TASK GOAL
One number, and no other words, should make up the answer: how many lines of the listing contain the string "global".

--- INFORMATION PROVIDED ---

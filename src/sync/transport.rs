//! Outbound transports.

use derive_more::{Display, Error};
use std::io::Write;
use tokio::sync::mpsc;
use tracing::instrument;

/// Delivers serialized messages to the peer.
///
/// Connection setup and teardown belong to the implementation, not to the
/// adapter that calls it.
pub trait Transport: Send {
    /// Sends one serialized message.
    fn send(&mut self, payload: String) -> Result<(), TransportError>;
}

/// Transport failure.
#[derive(Debug, Clone, Display, Error)]
#[display("Transport error: {} at {}:{}", message, file, line)]
pub struct TransportError {
    /// Error message.
    pub message: String,
    /// Line number where error occurred.
    pub line: u32,
    /// Source file where error occurred.
    pub file: &'static str,
}

impl TransportError {
    /// Creates a new transport error with caller location tracking.
    #[track_caller]
    #[instrument(skip(message))]
    pub fn new(message: impl Into<String>) -> Self {
        let loc = std::panic::Location::caller();
        Self {
            message: message.into(),
            line: loc.line(),
            file: loc.file(),
        }
    }
}

impl From<std::io::Error> for TransportError {
    #[track_caller]
    fn from(err: std::io::Error) -> Self {
        Self::new(format!("IO error: {}", err))
    }
}

/// Hands payloads to an in-process channel.
#[derive(Debug, Clone)]
pub struct ChannelTransport {
    tx: mpsc::UnboundedSender<String>,
}

impl ChannelTransport {
    /// Creates a transport and the receiving end of its channel.
    pub fn pair() -> (Self, mpsc::UnboundedReceiver<String>) {
        let (tx, rx) = mpsc::unbounded_channel();
        (Self { tx }, rx)
    }
}

impl Transport for ChannelTransport {
    fn send(&mut self, payload: String) -> Result<(), TransportError> {
        self.tx
            .send(payload)
            .map_err(|_| TransportError::new("Peer channel closed"))
    }
}

/// Writes one JSON message per line to stdout.
#[derive(Debug, Clone, Copy, Default)]
pub struct StdoutTransport;

impl Transport for StdoutTransport {
    fn send(&mut self, payload: String) -> Result<(), TransportError> {
        let mut stdout = std::io::stdout().lock();
        writeln!(stdout, "{}", payload)?;
        stdout.flush()?;
        Ok(())
    }
}
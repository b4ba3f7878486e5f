//! Runtime configuration.

use derive_getters::Getters;
use derive_more::{Display, Error};
use derive_setters::Setters;
use serde::{Deserialize, Serialize};
use std::path::Path;
use std::time::Duration;
use tracing::{debug, info, instrument};

/// Environment variable that overrides the configured user id.
pub const USER_ID_ENV: &str = "TURNPLAY_USER_ID";

/// Game configuration, usually read from `turnplay.toml`.
#[derive(Debug, Clone, PartialEq, Eq, Getters, Setters, Serialize, Deserialize)]
#[setters(prefix = "with_")]
pub struct GameConfig {
    /// Delay before the simulated opponent answers, in milliseconds.
    #[serde(default = "default_opponent_delay_ms")]
    opponent_delay_ms: u64,

    /// Peer endpoint, shown to the user; transports decide how to reach it.
    #[serde(default = "default_peer_url")]
    peer_url: String,

    /// External identity passed through on join.
    #[serde(default)]
    user_id: Option<String>,

    /// Seed for reproducible games.
    #[serde(default)]
    seed: Option<u64>,
}

#[instrument]
fn default_opponent_delay_ms() -> u64 {
    1000
}

#[instrument]
fn default_peer_url() -> String {
    "ws://localhost:8765".to_string()
}

impl Default for GameConfig {
    fn default() -> Self {
        Self {
            opponent_delay_ms: default_opponent_delay_ms(),
            peer_url: default_peer_url(),
            user_id: None,
            seed: None,
        }
    }
}

impl GameConfig {
    /// Loads configuration from a TOML file.
    #[instrument(skip(path), fields(path = %path.as_ref().display()))]
    pub fn from_file(path: impl AsRef<Path>) -> Result<Self, ConfigError> {
        debug!("Loading config from file");
        let content = std::fs::read_to_string(path.as_ref())
            .map_err(|e| ConfigError::new(format!("Failed to read config file: {}", e)))?;

        let config: Self = toml::from_str(&content)
            .map_err(|e| ConfigError::new(format!("Failed to parse config: {}", e)))?;

        info!(delay_ms = config.opponent_delay_ms, "Config loaded successfully");
        Ok(config)
    }

    /// Loads `path` if given, defaults otherwise, then applies environment overrides.
    #[instrument]
    pub fn load(path: Option<&Path>) -> Result<Self, ConfigError> {
        let config = match path {
            Some(path) => Self::from_file(path)?,
            None => Self::default(),
        };
        Ok(config.apply_env())
    }

    /// Applies `TURNPLAY_USER_ID` when set and non-empty.
    pub fn apply_env(self) -> Self {
        match std::env::var(USER_ID_ENV) {
            Ok(user_id) if !user_id.trim().is_empty() => {
                debug!("User id taken from environment");
                self.with_user_id(Some(user_id.trim().to_string()))
            }
            _ => self,
        }
    }

    /// Opponent delay as a duration.
    pub fn opponent_delay(&self) -> Duration {
        Duration::from_millis(self.opponent_delay_ms)
    }
}

/// Configuration error.
#[derive(Debug, Clone, Display, Error)]
#[display("Config error: {} at {}:{}", message, file, line)]
pub struct ConfigError {
    /// Error message.
    pub message: String,
    /// Line number where error occurred.
    pub line: u32,
    /// Source file where error occurred.
    pub file: &'static str,
}

impl ConfigError {
    /// Creates a new configuration error.
    #[track_caller]
    #[instrument(skip(message))]
    pub fn new(message: String) -> Self {
        let loc = std::panic::Location::caller();
        Self {
            message,
            line: loc.line(),
            file: loc.file(),
        }
    }
}
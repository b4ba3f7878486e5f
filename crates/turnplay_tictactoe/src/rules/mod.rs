//! Game rules for tic-tac-toe.
//!
//! Pure functions over a [`Board`](super::Board). Rules are separated from
//! board storage so sessions can evaluate boards they received from a peer
//! as readily as boards they built locally.

pub mod draw;
pub mod win;

pub use draw::is_full;
pub use win::{LINES, check_winner};

use super::{Board, Player};
use serde::{Deserialize, Serialize};
use tracing::instrument;

/// Result of evaluating a board for terminal conditions.
#[derive(Debug, Clone, Copy, PartialEq, Eq, Hash, Serialize, Deserialize)]
pub enum Verdict {
    /// No winning line and at least one empty square.
    Open,
    /// The player owns a complete line.
    Won(Player),
    /// Every square is occupied and nobody owns a line.
    Draw,
}

impl Verdict {
    /// Returns true for `Won` and `Draw`.
    pub fn is_terminal(self) -> bool {
        !matches!(self, Verdict::Open)
    }
}

/// Evaluates a board. The win check strictly precedes the draw check, so a
/// full board containing a line is a win.
#[instrument(skip(board))]
pub fn evaluate(board: &Board) -> Verdict {
    if let Some(winner) = check_winner(board) {
        Verdict::Won(winner)
    } else if is_full(board) {
        Verdict::Draw
    } else {
        Verdict::Open
    }
}
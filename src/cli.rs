//! Command-line interface for turnplay.

use clap::{Parser, Subcommand};

/// Turnplay - tic-tac-toe and rock-paper-scissors in the terminal
#[derive(Parser, Debug)]
#[command(name = "turnplay")]
#[command(about = "Turn-based games with optional peer sync", long_about = None)]
#[command(version)]
pub struct Cli {
    /// Path to a TOML config file
    #[arg(short, long, global = true)]
    pub config: Option<std::path::PathBuf>,

    /// Seed for reproducible games (overrides config)
    #[arg(long, global = true)]
    pub seed: Option<u64>,

    /// Subcommand to run
    #[command(subcommand)]
    pub command: Command,
}

/// Available commands
#[derive(Subcommand, Debug)]
pub enum Command {
    /// Play tic-tac-toe
    Tictactoe {
        /// Play against a peer: moves go to stdout and peer messages are read from stdin as JSON lines
        #[arg(long)]
        online: bool,

        /// Six-digit id of the game to join (online only). A new id is generated when omitted.
        #[arg(long)]
        join: Option<String>,

        /// External identity sent on join (overrides config and environment)
        #[arg(long)]
        user_id: Option<String>,
    },

    /// Play rock-paper-scissors
    Rps {
        /// Play against a simulated online opponent instead of hotseat
        #[arg(long)]
        online: bool,

        /// Opponent delay in milliseconds (overrides config)
        #[arg(long)]
        delay_ms: Option<u64>,
    },

    /// Print a fresh six-digit game id
    NewId,
}
//! Draw detection logic for tic-tac-toe.

use super::super::{Board, Square};
use tracing::instrument;

/// Checks if the board is full (all squares occupied).
///
/// A full board with no winner indicates a draw.
#[instrument(skip(board))]
pub fn is_full(board: &Board) -> bool {
    board.squares().iter().all(|s| *s != Square::Empty)
}
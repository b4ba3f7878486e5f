//! Six-digit session identifiers shared out-of-band between peers.

use crate::randomness::Randomness;
use derive_more::{Display, Error};
use serde::{Deserialize, Serialize};
use tracing::{debug, instrument};

/// Number of digits in a session identifier.
pub const SESSION_ID_LEN: usize = 6;

/// Validated session identifier: exactly six ASCII digits.
#[derive(Debug, Clone, PartialEq, Eq, Hash, Serialize, Deserialize, Display)]
#[serde(try_from = "String", into = "String")]
pub struct SessionId(String);

impl SessionId {
    /// Validates user input. Surrounding whitespace is trimmed first.
    #[instrument]
    pub fn parse(input: &str) -> Result<Self, SessionIdError> {
        let trimmed = input.trim();
        let len = trimmed.chars().count();
        if len != SESSION_ID_LEN {
            debug!(len, "Rejected session id with wrong length");
            return Err(SessionIdError::new(format!(
                "Please enter a valid {}-digit ID (got {} characters)",
                SESSION_ID_LEN, len
            )));
        }
        if !trimmed.chars().all(|c| c.is_ascii_digit()) {
            debug!("Rejected session id with non-digit characters");
            return Err(SessionIdError::new(format!(
                "Please enter a valid {}-digit ID (digits only)",
                SESSION_ID_LEN
            )));
        }
        Ok(Self(trimmed.to_string()))
    }

    /// Generates a fresh identifier for the session-creating side.
    #[instrument(skip(rng))]
    pub fn generate(rng: &mut dyn Randomness) -> Self {
        let digits: String = (0..SESSION_ID_LEN)
            .map(|_| char::from(b'0' + rng.pick(10) as u8))
            .collect();
        debug!(session_id = %digits, "Generated session id");
        Self(digits)
    }

    /// The digits.
    pub fn as_str(&self) -> &str {
        &self.0
    }
}

impl TryFrom<String> for SessionId {
    type Error = SessionIdError;

    fn try_from(value: String) -> Result<Self, Self::Error> {
        Self::parse(&value)
    }
}

impl From<SessionId> for String {
    fn from(id: SessionId) -> Self {
        id.0
    }
}

/// Rejected session identifier, shown to the user before any transport action.
#[derive(Debug, Clone, Display, Error)]
#[display("{} at {}:{}", message, file, line)]
pub struct SessionIdError {
    /// User-facing validation message.
    pub message: String,
    /// Line number where error occurred.
    pub line: u32,
    /// Source file where error occurred.
    pub file: &'static str,
}

impl SessionIdError {
    /// Creates a new validation error with caller location tracking.
    #[track_caller]
    pub fn new(message: impl Into<String>) -> Self {
        let loc = std::panic::Location::caller();
        Self {
            message: message.into(),
            line: loc.line(),
            file: loc.file(),
        }
    }
}
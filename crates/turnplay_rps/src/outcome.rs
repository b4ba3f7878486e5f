//! Round outcomes.

use super::Choice;
use derive_more::Display;
use serde::{Deserialize, Serialize};
use tracing::instrument;

/// One of the two seats at the table.
#[derive(Debug, Clone, Copy, PartialEq, Eq, Hash, Serialize, Deserialize, Display)]
pub enum Seat {
    /// First player.
    #[display("Player 1")]
    One,
    /// Second player.
    #[display("Player 2")]
    Two,
}

impl Seat {
    /// The other seat.
    pub fn other(self) -> Self {
        match self {
            Seat::One => Seat::Two,
            Seat::Two => Seat::One,
        }
    }

    /// Array index for per-seat storage.
    pub fn index(self) -> usize {
        match self {
            Seat::One => 0,
            Seat::Two => 1,
        }
    }
}

/// Result of a resolved round.
#[derive(Debug, Clone, Copy, PartialEq, Eq, Hash, Serialize, Deserialize, Display)]
pub enum Outcome {
    /// Seat one's choice dominates.
    #[display("Player 1 wins")]
    Player1Wins,
    /// Seat two's choice dominates.
    #[display("Player 2 wins")]
    Player2Wins,
    /// Both chose the same.
    #[display("Draw")]
    Draw,
}

impl Outcome {
    /// The winning seat, if any.
    pub fn winner(self) -> Option<Seat> {
        match self {
            Outcome::Player1Wins => Some(Seat::One),
            Outcome::Player2Wins => Some(Seat::Two),
            Outcome::Draw => None,
        }
    }
}

/// Resolves a round: Rock beats Scissors, Scissors beats Paper, Paper beats
/// Rock, equal choices draw.
#[instrument]
pub fn resolve(first: Choice, second: Choice) -> Outcome {
    if first == second {
        Outcome::Draw
    } else if first.beats() == second {
        Outcome::Player1Wins
    } else {
        Outcome::Player2Wins
    }
}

---

EXPECTED OUTPUT
2